Im not holding my breath this year. But, for the last decade coyote has been for sport, not for profit.

Trapping now is another story, but its still hard to turn a decent profit even trapping with todays markets.


----------



## nosib (Dec 4, 2008)

okay so what have you heard a avg. pelt is this year?


----------



## Fallguy (Jan 23, 2004)

I heard this year as low as 15 for put up fur. Geez I hope it's higher though. Last year I averaged 28/pelt put up, with 40 bucks for my best fur. I sell to Dusty's Fur Shed in Downer, MN. That is close to you in Fargo.

*remember....presentation goes a long way in how much you get for your furs!!!!*


----------



## nosib (Dec 4, 2008)

okay thanks and if 15$ is low thats not too bad..... about a box of ammo :lol:


----------



## Fallguy (Jan 23, 2004)

nosib said:


> okay thanks and if 15$ is low thats not too bad..... about a box of ammo :lol:


It's also very low for a large amount of work skinning, fleshing, maintaing, etc.


----------



## nosib (Dec 4, 2008)

so you can't just drop the dog off at the fur guy?


----------



## barebackjack (Sep 5, 2006)

You can, but if put-up dogs are worth $15, a carcass dog is gonna be worth $5, IF, and thats a BIG IF, your lucky.

Dont expect to make money doing it. Most of us these days do it for the hunt, any money is a bonus.


----------



## Fallguy (Jan 23, 2004)

Selling on the carcass won't win the lottery.

My father in law sold a really nice fox last year on the carcass and got 10 bucks for it. That was last year.


----------



## nosib (Dec 4, 2008)

k i got ya... i didn't know i had to skin it lol now i know and if i want to make a "bonus" then i will skin them.


----------



## barebackjack (Sep 5, 2006)

Theres more to it than skinning it.

Ya gotta skin it, sew it up (this isnt as easy as it sounds), flesh it, wash it, stretch and dry it, clean out any burrs, comb it.

My suggestion to you would be to sell on the carcass this year providing you kill some. Find someone that KNOWS what their doing, and learn.

If you dont know the process, youll only turn your $5 carcass dog into a $0 hunk of skin and fur.


----------



## nosib (Dec 4, 2008)

k thanks. my uncle is taking me out over christmas break showing me the ropes of calling, etc. also he has sold furs before so i am pretty sure he knows how to do that.


----------



## Fallguy (Jan 23, 2004)

nosib said:


> k thanks. my uncle is taking me out over christmas break showing me the ropes of calling, etc. also he has sold furs before so i am pretty sure he knows how to do that.

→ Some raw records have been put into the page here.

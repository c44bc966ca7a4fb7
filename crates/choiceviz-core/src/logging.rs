//! Logging init: file under XDG state dir, or graceful fallback to stderr.

use anyhow::Result;
use std::fs;
use std::io;
use std::path::PathBuf;
use tracing_subscriber::fmt::writer::BoxMakeWriter;
use tracing_subscriber::fmt::MakeWriter;
use tracing_subscriber::EnvFilter;

/// `choiceviz` (the binary) and `choiceviz_core` are the only targets this
/// workspace emits; the prefix directive covers both.
const DEFAULT_FILTER: &str = "info,choiceviz=debug";

/// Writer that is either a file or stderr (used when file clone fails).
enum FileOrStderr {
    File(std::fs::File),
    Stderr,
}

impl io::Write for FileOrStderr {
    fn write(&mut self, buf: &[u8]) -> io::Result<usize> {
        match self {
            FileOrStderr::File(f) => f.write(buf),
            FileOrStderr::Stderr => io::stderr().lock().write(buf),
        }
    }

    fn flush(&mut self) -> io::Result<()> {
        match self {
            FileOrStderr::File(f) => f.flush(),
            FileOrStderr::Stderr => io::stderr().lock().flush(),
        }
    }
}

struct FileMakeWriter(std::fs::File);

impl<'a> MakeWriter<'a> for FileMakeWriter {
    type Writer = FileOrStderr;

    fn make_writer(&'a self) -> Self::Writer {
        self.0
            .try_clone()
            .map(FileOrStderr::File)
            .unwrap_or(FileOrStderr::Stderr)
    }
}

fn env_filter() -> EnvFilter {
    EnvFilter::try_from_default_env().unwrap_or_else(|_| EnvFilter::new(DEFAULT_FILTER))
}

pub fn log_file_path() -> Result<PathBuf> {
    let xdg_dirs = xdg::BaseDirectories::with_prefix("choiceviz")?;
    Ok(xdg_dirs.get_state_home().join("choiceviz").join("choiceviz.log"))
}

/// Initialize structured logging to `~/.local/state/choiceviz/choiceviz.log`.
/// On failure (e.g. log dir unwritable), returns Err so the caller can fall back to stderr.
pub fn init_logging() -> Result<()> {
    let log_file_path = log_file_path()?;
    if let Some(dir) = log_file_path.parent() {
        fs::create_dir_all(dir)?;
    }

    let file = fs::OpenOptions::new()
        .create(true)
        .append(true)
        .open(&log_file_path)?;

    let writer: BoxMakeWriter = BoxMakeWriter::new(FileMakeWriter(file));

    tracing_subscriber::fmt()
        .with_env_filter(env_filter())
        .with_writer(writer)
        .with_ansi(false)
        .try_init()
        .map_err(|e| anyhow::anyhow!("{e}"))?;

    tracing::info!("choiceviz logging initialized at {}", log_file_path.display());

    Ok(())
}

/// Initialize logging to stderr only (no file). Use when init_logging() fails so the CLI doesn't crash.
pub fn init_logging_stderr() {
    let _ = tracing_subscriber::fmt()
        .with_env_filter(env_filter())
        .with_writer(std::io::stderr)
        .with_ansi(false)
        .try_init();
}

#[cfg(test)]
mod tests {
    use super::*;

    #[test]
    fn default_filter_names_only_workspace_targets() {
        assert!(EnvFilter::try_new(DEFAULT_FILTER).is_ok());
        let targets: Vec<&str> = DEFAULT_FILTER
            .split(',')
            .filter_map(|d| d.split_once('=').map(|(t, _)| t))
            .collect();
        assert_eq!(targets, ["choiceviz"]);
    }
}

The putting up of fur is sure a learning process. I started doing it last year and I have been to two seminars regarding it. One was hands on with a coyote hide (Former Moderator Brad T put that one on). The other was last year at the NDFHTA Winter Meet. I still learn a little every time I do one and am always picking peoples brains about it.


----------



## nosib (Dec 4, 2008)

so from what your saying is it's a very delicate process


----------



## Fallguy (Jan 23, 2004)

nosib said:


> so from what your saying is it's a very delicate process


Parts are yes. Parts of it such as fleshing are pretty darn rough. It's more of a detailed process and the drying of the fur on the stretcher can be touchy if you don't watch the problem areas.


----------



## verg (Aug 21, 2006)

I thought I heard a rumor that ***** were going for a real good price..anyone hear this?


----------



## hunt4P&amp;Y (Sep 23, 2004)

verg said:


> I thought I heard a rumor that ***** were going for a real good price..anyone hear this?

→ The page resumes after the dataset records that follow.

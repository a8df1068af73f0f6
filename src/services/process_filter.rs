// Process Filter
// Client-side search, status filtering and sorting of the process list

use crate::models::ProcessSummary;
use serde::{Deserialize, Serialize};
use std::cmp::Ordering;
use std::str::FromStr;

#[derive(Debug, Clone, Copy, PartialEq, Eq, Default, Serialize, Deserialize)]
#[serde(rename_all = "lowercase")]
pub enum StatusFilter {
    #[default]
    All,
    Running,
    /// `finished` or `stopped`; a process without state counts as stopped
    Stopped,
    /// `failed` or `error`
    Error,
}

impl StatusFilter {
    pub fn matches(&self, process: &ProcessSummary) -> bool {
        let state = process.exec_state().filter(|s| !s.is_empty()).unwrap_or("stopped");
        match self {
            StatusFilter::All => true,
            StatusFilter::Running => state == "running",
            StatusFilter::Stopped => state == "finished" || state == "stopped",
            StatusFilter::Error => state == "failed" || state == "error",
        }
    }
}

impl FromStr for StatusFilter {
    type Err = String;

    fn from_str(s: &str) -> Result<Self, Self::Err> {
        match s.to_ascii_lowercase().as_str() {
            "all" => Ok(StatusFilter::All),
            "running" => Ok(StatusFilter::Running),
            "stopped" => Ok(StatusFilter::Stopped),
            "error" => Ok(StatusFilter::Error),
            other => Err(format!("unknown status filter '{other}'")),
        }
    }
}

#[derive(Debug, Clone, Copy, PartialEq, Eq, Default, Serialize, Deserialize)]
#[serde(rename_all = "lowercase")]
pub enum SortBy {
    #[default]
    Name,
    Status,
    Cpu,
    Memory,
    /// Keep the order the Core returned
    Created,
}

impl FromStr for SortBy {
    type Err = String;

    fn from_str(s: &str) -> Result<Self, Self::Err> {
        match s.to_ascii_lowercase().as_str() {
            "name" => Ok(SortBy::Name),
            "status" => Ok(SortBy::Status),
            "cpu" => Ok(SortBy::Cpu),
            "memory" => Ok(SortBy::Memory),
            "created" => Ok(SortBy::Created),
            other => Err(format!("unknown sort key '{other}'")),
        }
    }
}

#[derive(Debug, Clone, Copy, PartialEq, Eq, Default, Serialize, Deserialize)]
#[serde(rename_all = "lowercase")]
pub enum SortOrder {
    #[default]
    Asc,
    Desc,
}

#[derive(Debug, Clone, Default, PartialEq, Eq, Serialize, Deserialize)]
#[serde(rename_all = "camelCase")]
pub struct ProcessFilter {
    #[serde(default)]
    pub search: String,
    #[serde(default)]
    pub status: StatusFilter,
    #[serde(default)]
    pub sort_by: SortBy,
    #[serde(default)]
    pub order: SortOrder,
}

impl ProcessFilter {
    /// Case-insensitive substring match on id, reference or display name
    pub fn matches_search(&self, process: &ProcessSummary) -> bool {
        let needle = self.search.trim().to_lowercase();
        if needle.is_empty() {
            return true;
        }

        [
            process.id.as_deref(),
            process.reference.as_deref(),
            process.display_name(),
        ]
        .into_iter()
        .flatten()
        .any(|field| field.to_lowercase().contains(&needle))
    }

    /// Filter then sort; the sort is stable so ties keep their input order
    pub fn apply(&self, processes: &[ProcessSummary]) -> Vec<ProcessSummary> {
        let mut filtered: Vec<ProcessSummary> = processes
            .iter()
            .filter(|p| self.matches_search(p) && self.status.matches(p))
            .cloned()
            .collect();

        if self.sort_by == SortBy::Created {
            return filtered;
        }

        filtered.sort_by(|a, b| {
            let ordering = self.compare(a, b);
            match self.order {
                SortOrder::Asc => ordering,
                SortOrder::Desc => ordering.reverse(),
            }
        });

        filtered
    }

    fn compare(&self, a: &ProcessSummary, b: &ProcessSummary) -> Ordering {
        match self.sort_by {
            SortBy::Name => compare_text(sort_name(a), sort_name(b)),
            SortBy::Status => {
                compare_text(a.exec_state().unwrap_or(""), b.exec_state().unwrap_or(""))
            }
            SortBy::Cpu => a.cpu().total_cmp(&b.cpu()),
            SortBy::Memory => a.memory_bytes().cmp(&b.memory_bytes()),
            SortBy::Created => Ordering::Equal,
        }
    }
}

/// Display name, falling back to the id, then ""
fn sort_name(process: &ProcessSummary) -> &str {
    process
        .display_name()
        .filter(|n| !n.is_empty())
        .or(process.id.as_deref())
        .unwrap_or("")
}

fn compare_text(a: &str, b: &str) -> Ordering {
    a.to_lowercase().cmp(&b.to_lowercase()).then_with(|| a.cmp(b))
}

/// Counts shown on the dashboard cards
#[derive(Debug, Clone, Copy, Default, PartialEq, Eq, Serialize)]
pub struct ProcessCounts {
    pub total: usize,
    pub running: usize,
    pub failed: usize,
}

impl ProcessCounts {
    pub fn from_processes(processes: &[ProcessSummary]) -> Self {
        Self {
            total: processes.len(),
            running: processes.iter().filter(|p| p.exec_state() == Some("running")).count(),
            failed: processes.iter().filter(|p| p.exec_state() == Some("failed")).count(),
        }
    }
}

I have heard this also, haven't SEEN it happen. Also, heard yotes were going for $45... so... yeah! Haven't taken anything in yet this year. Saving up about a dozen of them so I can get a whole $20 bill! :lol:


----------



## willie (Dec 1, 2008)

anybody here what bobcats are going for?


----------



## sage (Nov 10, 2007)

If you can get $15 for a coyote take it and run. Hearing nothing to $8 on coyotes, the better quality will be higher thats, highline, Alberta types.

**** figure $8 or less average.

Hearing cats half of last season, also heard starting might MIGHT be $500 tops and going down from there. All hear say until the first auction's start after the first of the year.

But figure everything way off from last season. Good time to make a bedspread, wall hanger or what ever you want or can afford.


----------



## nosib (Dec 4, 2008)

Does anyone use furs in their house for their own personal likings?


----------